- **ACTION ITEM**
Lines from the one containing "return Err(e);" to the end of the data below are to be restated exactly, with both ends included and nothing else.

(Beginning of DATA IN THIS EXERCISE)

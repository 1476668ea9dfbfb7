use crate::DbConn;
use crate::{
    error::{Error, Result},
    models::{
        forms::FormData,
        media::{DEFAULT_MAX_IMAGE_BYTES, ImageUpload, TransformProfile},
        pagination::{ListQuery, Page, PageRequest, filter_value},
        partners::{
            ADDRESS_MAX_LEN, DEFAULT_RATING, DESCRIPTION_MAX_LEN, MAX_RATING, MIN_RATING,
            NAME_MAX_LEN, NewPartner, PHONE_MAX_LEN, Partner, PartnerChanges, PartnerFilter,
            PartnerSubmission, SPECIALTY_MAX_LEN, SocialMedia, split_services,
        },
    },
    queries::partners,
    services::media::{MediaStore, release_image},
    validation::{
        FieldErrors, optional_string, parse_bool, parse_bounded_int, parse_resource_id,
        validate_image, validate_max_length, validate_required_string,
    },
};

pub const PHOTO_FIELD: &str = "photo";
const NOT_FOUND: &str = "Partenaire non trouvé";
const RATING_MESSAGE: &str = "La note doit être comprise entre 1 et 5";
const PHONE_MESSAGE: &str = "Le numéro de téléphone ne peut pas dépasser 50 caractères";

fn check_length(errors: &mut FieldErrors, value: Option<&str>, field: &str, max: usize, message: &str) {
    if let Some(value) = value {
        errors.check(validate_max_length(value, field, max, message));
    }
}

fn optional_photo(errors: &mut FieldErrors, form: &FormData) -> Option<ImageUpload> {
    let photo = form.file(PHOTO_FIELD)?;
    errors
        .check(validate_image(photo, PHOTO_FIELD, DEFAULT_MAX_IMAGE_BYTES))
        .map(|_| photo.clone())
}

/// Validates a partner creation form.
pub fn validate_creation(form: &FormData) -> Result<(PartnerSubmission, Option<ImageUpload>)> {
    let mut errors = FieldErrors::new();

    let name = errors.check(validate_required_string(
        form.text("name"),
        "name",
        "Le nom est obligatoire",
    ));
    check_length(
        &mut errors,
        name.as_deref(),
        "name",
        NAME_MAX_LEN,
        "Le nom ne peut pas dépasser 100 caractères",
    );

    let specialty = errors.check(validate_required_string(
        form.text("specialty"),
        "specialty",
        "La spécialité est obligatoire",
    ));
    check_length(
        &mut errors,
        specialty.as_deref(),
        "specialty",
        SPECIALTY_MAX_LEN,
        "La spécialité ne peut pas dépasser 100 caractères",
    );

    let phone = optional_string(form.text("phone"));
    check_length(&mut errors, phone.as_deref(), "phone", PHONE_MAX_LEN, PHONE_MESSAGE);

    let address = optional_string(form.text("address"));
    check_length(
        &mut errors,
        address.as_deref(),
        "address",
        ADDRESS_MAX_LEN,
        "L'adresse ne peut pas dépasser 200 caractères",
    );

    let description = optional_string(form.text("description"));
    check_length(
        &mut errors,
        description.as_deref(),
        "description",
        DESCRIPTION_MAX_LEN,
        "La description ne peut pas dépasser 2000 caractères",
    );

    let is_active = match optional_string(form.text("isActive")) {
        Some(raw) => errors.check(parse_bool(&raw, "isActive")).unwrap_or(true),
        None => true,
    };

    let rating = errors
        .check(parse_bounded_int(
            form.text("rating"),
            "rating",
            MIN_RATING,
            MAX_RATING,
            RATING_MESSAGE,
        ))
        .flatten()
        .unwrap_or(DEFAULT_RATING);

    let photo = optional_photo(&mut errors, form);

    errors.finish()?;

    let (Some(name), Some(specialty)) = (name, specialty) else {
        return Err(Error::Internal(
            "Partner validation passed without required values".to_string(),
        ));
    };

    Ok((
        PartnerSubmission {
            name,
            specialty,
            phone,
            address,
            description,
            website: optional_string(form.text("website")),
            social_media: SocialMedia {
                facebook: optional_string(form.text("facebook")),
                instagram: optional_string(form.text("instagram")),
                twitter: optional_string(form.text("twitter")),
            },
            is_active,
            rating,
            services: form.text("services").map(split_services).unwrap_or_default(),
        },
        photo,
    ))
}

/// Validates a partial update: only fields present in the form change.
pub fn validate_changes(form: &FormData) -> Result<(PartnerChanges, Option<ImageUpload>)> {
    let mut errors = FieldErrors::new();
    let mut changes = PartnerChanges::default();

    // An empty name or specialty keeps the current value.
    changes.name = optional_string(form.text("name"));
    check_length(
        &mut errors,
        changes.name.as_deref(),
        "name",
        NAME_MAX_LEN,
        "Le nom ne peut pas dépasser 100 caractères",
    );

    changes.specialty = optional_string(form.text("specialty"));
    check_length(
        &mut errors,
        changes.specialty.as_deref(),
        "specialty",
        SPECIALTY_MAX_LEN,
        "La spécialité ne peut pas dépasser 100 caractères",
    );

    let clearable = |name: &str| form.has(name).then(|| optional_string(form.text(name)));

    changes.phone = clearable("phone");
    check_length(
        &mut errors,
        changes.phone.clone().flatten().as_deref(),
        "phone",
        PHONE_MAX_LEN,
        PHONE_MESSAGE,
    );
    changes.address = clearable("address");
    check_length(
        &mut errors,
        changes.address.clone().flatten().as_deref(),
        "address",
        ADDRESS_MAX_LEN,
        "L'adresse ne peut pas dépasser 200 caractères",
    );
    changes.description = clearable("description");
    check_length(
        &mut errors,
        changes.description.clone().flatten().as_deref(),
        "description",
        DESCRIPTION_MAX_LEN,
        "La description ne peut pas dépasser 2000 caractères",
    );
    changes.website = clearable("website");
    changes.facebook = clearable("facebook");
    changes.instagram = clearable("instagram");
    changes.twitter = clearable("twitter");

    if form.has("services") {
        changes.services = Some(form.text("services").map(split_services).unwrap_or_default());
    }

    if let Some(raw) = optional_string(form.text("isActive")) {
        changes.is_active = errors.check(parse_bool(&raw, "isActive"));
    }

    changes.rating = errors
        .check(parse_bounded_int(
            form.text("rating"),
            "rating",
            MIN_RATING,
            MAX_RATING,
            RATING_MESSAGE,
        ))
        .flatten();

    let photo = optional_photo(&mut errors, form);

    errors.finish()?;

    Ok((changes, photo))
}

/// Parses the public listing query.
pub fn parse_list_query(query: &ListQuery) -> Result<(PartnerFilter, PageRequest)> {
    let mut errors = FieldErrors::new();

    let page = errors.check(query.page_request());

    let is_active = match optional_string(query.active.as_deref()) {
        Some(raw) => errors.check(parse_bool(&raw, "active")),
        None => None,
    };

    errors.finish()?;

    Ok((
        PartnerFilter {
            search: query.search(),
            specialty: filter_value(query.specialty.as_deref()).map(str::to_string),
            is_active,
        },
        page.unwrap_or_default(),
    ))
}

pub async fn list_partners(conn: &mut DbConn, query: &ListQuery) -> Result<Page<Partner>> {
    let (filter, page) = parse_list_query(query)?;
    partners::list_partners(conn, &filter, page).await
}

pub async fn get_partner(conn: &mut DbConn, raw_id: &str) -> Result<Partner> {
    let id = parse_resource_id(raw_id, NOT_FOUND)?;
    partners::get_partner_by_id(conn, id)
        .await?
        .ok_or_else(|| Error::NotFound(NOT_FOUND.to_string()))
}

/// Creates a partner, uploading its photo first when one is attached.
pub async fn create_partner(conn: &mut DbConn, media: &dyn MediaStore, form: &FormData) -> Result<Partner> {
    let (submission, photo) = validate_creation(form)?;

    let stored = match &photo {
        Some(photo) => Some(media.upload(photo, TransformProfile::PARTNER).await?),
        None => None,
    };

    let new_partner = NewPartner {
        name: submission.name,
        specialty: submission.specialty,
        phone: submission.phone,
        address: submission.address,
        photo_url: stored.as_ref().map(|s| s.url.clone()),
        storage_id: stored.as_ref().map(|s| s.storage_id.clone()),
        description: submission.description,
        website: submission.website,
        social_media: submission.social_media,
        is_active: submission.is_active,
        rating: submission.rating,
        services: submission.services,
    };

    match partners::create_partner(conn, new_partner).await {
        Ok(partner) => Ok(partner),
        Err(e) => {
            if let Some(stored) = &stored {
                release_image(media, &stored.storage_id).await;
            }
            Err(e)
        }
    }
}

/// Applies a partial update. A new photo is uploaded before the record is
/// written; the previous photo is released only once the write succeeded.
pub async fn update_partner(
    conn: &mut DbConn,
    media: &dyn MediaStore,
    raw_id: &str,
    form: &FormData,
) -> Result<Partner> {
    let mut partner = get_partner(conn, raw_id).await?;
    let (changes, photo) = validate_changes(form)?;

    let previous_storage_id = partner.storage_id.clone();
    let stored = match &photo {
        Some(photo) => Some(media.upload(photo, TransformProfile::PARTNER).await?),
        None => None,
    };

    changes.apply(&mut partner);
    if let Some(stored) = &stored {
        partner.photo_url = Some(stored.url.clone());
        partner.storage_id = Some(stored.storage_id.clone());
    }

    let updated = match partners::update_partner(conn, &partner).await {
        Ok(updated) => updated,
        Err(e) => {
            if let Some(stored) = &stored {
                release_image(media, &stored.storage_id).await;
            }
            return Err(e);
        }
    };

    if stored.is_some() {
        if let Some(previous) = previous_storage_id {
            release_image(media, &previous).await;
        }
    }

    Ok(updated)
}

/// Deletes a partner and releases its photo, if any.
pub async fn delete_partner(conn: &mut DbConn, media: &dyn MediaStore, raw_id: &str) -> Result<()> {
    let partner = get_partner(conn, raw_id).await?;

    if partners::delete_partner(conn, partner.id).await? == 0 {
        return Err(Error::NotFound(NOT_FOUND.to_string()));
    }

    if let Some(storage_id) = &partner.storage_id {
        release_image(media, storage_id).await;
    }
    Ok(())
}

(End of DATA IN THIS EXERCISE)

- **ANSWER FOR THIS EXERCISE**
            return Err(e);
        }
    };

    if stored.is_some() {
        if let Some(previous) = previous_storage_id {
            release_image(media, &previous).await;
        }
    }

    Ok(updated)
}

/// Deletes a partner and releases its photo, if any.
pub async fn delete_partner(conn: &mut DbConn, media: &dyn MediaStore, raw_id: &str) -> Result<()> {
    let partner = get_partner(conn, raw_id).await?;

    if partners::delete_partner(conn, partner.id).await? == 0 {
        return Err(Error::NotFound(NOT_FOUND.to_string()));
    }

    if let Some(storage_id) = &partner.storage_id {
        release_image(media, storage_id).await;
    }
    Ok(())
}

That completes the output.